Wednesday, December 14, 2011

Put this under "Kids Say the Darndest Things!"

I love being the kind of auntie who spoils her nieces and nephews.  In fact a story that has gone down in family history is the one where I was driving my three year old niece to the mall.  We were going to have a girl’s day of shopping and lunch.  As we were driving and singing to Baby Beluga, I approached a triple set of railroad tracks.  Traffic was light and I was going the posted speed limit of 35, so as I drove over the tracks the car made the requisite “bbbbbbbbbrrrrrrrrrrrrrr……” sound.  I looked over at my niece who was now smiling.  I asked her, “Did you like that?”  She just smiled and said, “Oh…those things tickled my privates!”  I nearly crashed the car!

Well, I recounted this story to her mother  when we got home from our day of shopping and lunching and she just gasped!  My sister asked me, “What did you SAYYYY????”  I just looked at her and said, “Well, I asked her if she wanted me to drive around and we could do it again!”  My sister fainted.   Total over-reaction if you ask me, I'm just sayin'...

Thursday, December 8, 2011

Oh! Christmas Tree...

One thing my ex-husband was good for was chopping down the annual Christmas tree, mounting it and hauling the massive thing inside.  When we got divorced the boys were 2 and 5 and I was determined to carry on this tradition, ex-husband be damned.  So, as Christmas approached, I dressed the boys in their finest snow gear and drove them out to Clarks Grove to pick out the family tree.  
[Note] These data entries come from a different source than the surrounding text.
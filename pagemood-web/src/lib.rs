//! Page acquisition and tag extraction.
//!
//! - Single-shot page fetcher over `pagemood-http` (`fetch`)
//! - Allow-list tag text extraction over a parsed DOM (`extract`)
//!
//! Extraction is deliberately permissive: broken markup never fails, the
//! parser recovers what it can and the extractor works with the result.

pub mod extract;
pub mod fetch;

pub use extract::{extract_important_text, IMPORTANT_TAGS};
pub use fetch::PageFetcher;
The only instruction given at the gate to the tree farm was to make sure “under no circumstance” to cut down trees with yellow X’s on the trunk.  We drove to a spot that looked promising and as we piled out of the truck, I was feeling pretty empowered.  I had an axe and I was gonna get me a tree!  The boys were scattering about looking for what they thought was the perfect tree.  I heard Chris scream, “Mom…this tree is the best!”  I looked over to where he was standing and by golly that tree did look pretty darn good.  In my zeal to prove that I didn’t need a man to bring down a mighty pine, I started to chop away at the trunk.  I was only 1/3 through the trunk when I moved to the opposite side only to see a dreaded yellow X !  Now what? I thought.  I’m going to have to pay a huge amount for taking down a yellow X tree and I’m a single mom!  I can’t afford two trees!  How will I explain to the boys that we will be putting up a plastic Charlie Brown tree from Kmart instead of our mighty pine?  But what else could I do?  I told myself that I would have to chop down the tree, load it into the back of the truck and go to the office and pay for my transgression.  I was NOT looking forward to this. 

As I picked up the axe to finish the job, Mitchell announced that he couldn’t wait any longer…nature was calling.  What was I to do?  I’m in the middle of the tree farm, with a half-cut yellow X tree and a kid whose bladder is busting.  I dropped the axe, walked Mitchell over to the truck and told him to drop his snow pants and take a whiz.  As he was christening the new fallen snow, a HUGE SUV came barreling down the road and pulled over right next to our truck.  As they made their sudden stop, they threw up enough snow to cover Mitchell, and half our truck.  Four people exited the SUV and no apology for what they had just done was forthcoming.  As I stood there in disbelief, I heard the father yell, “Hurry up and find a tree…I need to be on a conference call in five minutes!”  He was waiving his cell phone and pacing the length of the SUV.  As his wife and kids scattered out, I saw his wife approach the yellow X tree.  “Honey…this one is perfect!  It looks like someone wanted it…it’s almost cut through!”  The man took one look at the tree, and yelled, “Cut it down, it’s ours now! !” 

Well, what was I to say?  The guy had a conference call to get to, and his wife was pretty dang handy with that axe!  Besides, I had a two year old to supervise as he tried to write his name in the snow!  Three swings and she had that yellow X tree down on the ground.  Like a finely tuned team of precision soldiers, they had the tree and the kids loaded in the SUV and headed back to the office.  I couldn’t help but smile and wave as they headed off, yelling, “Looks like you got yourself a beauty! ”  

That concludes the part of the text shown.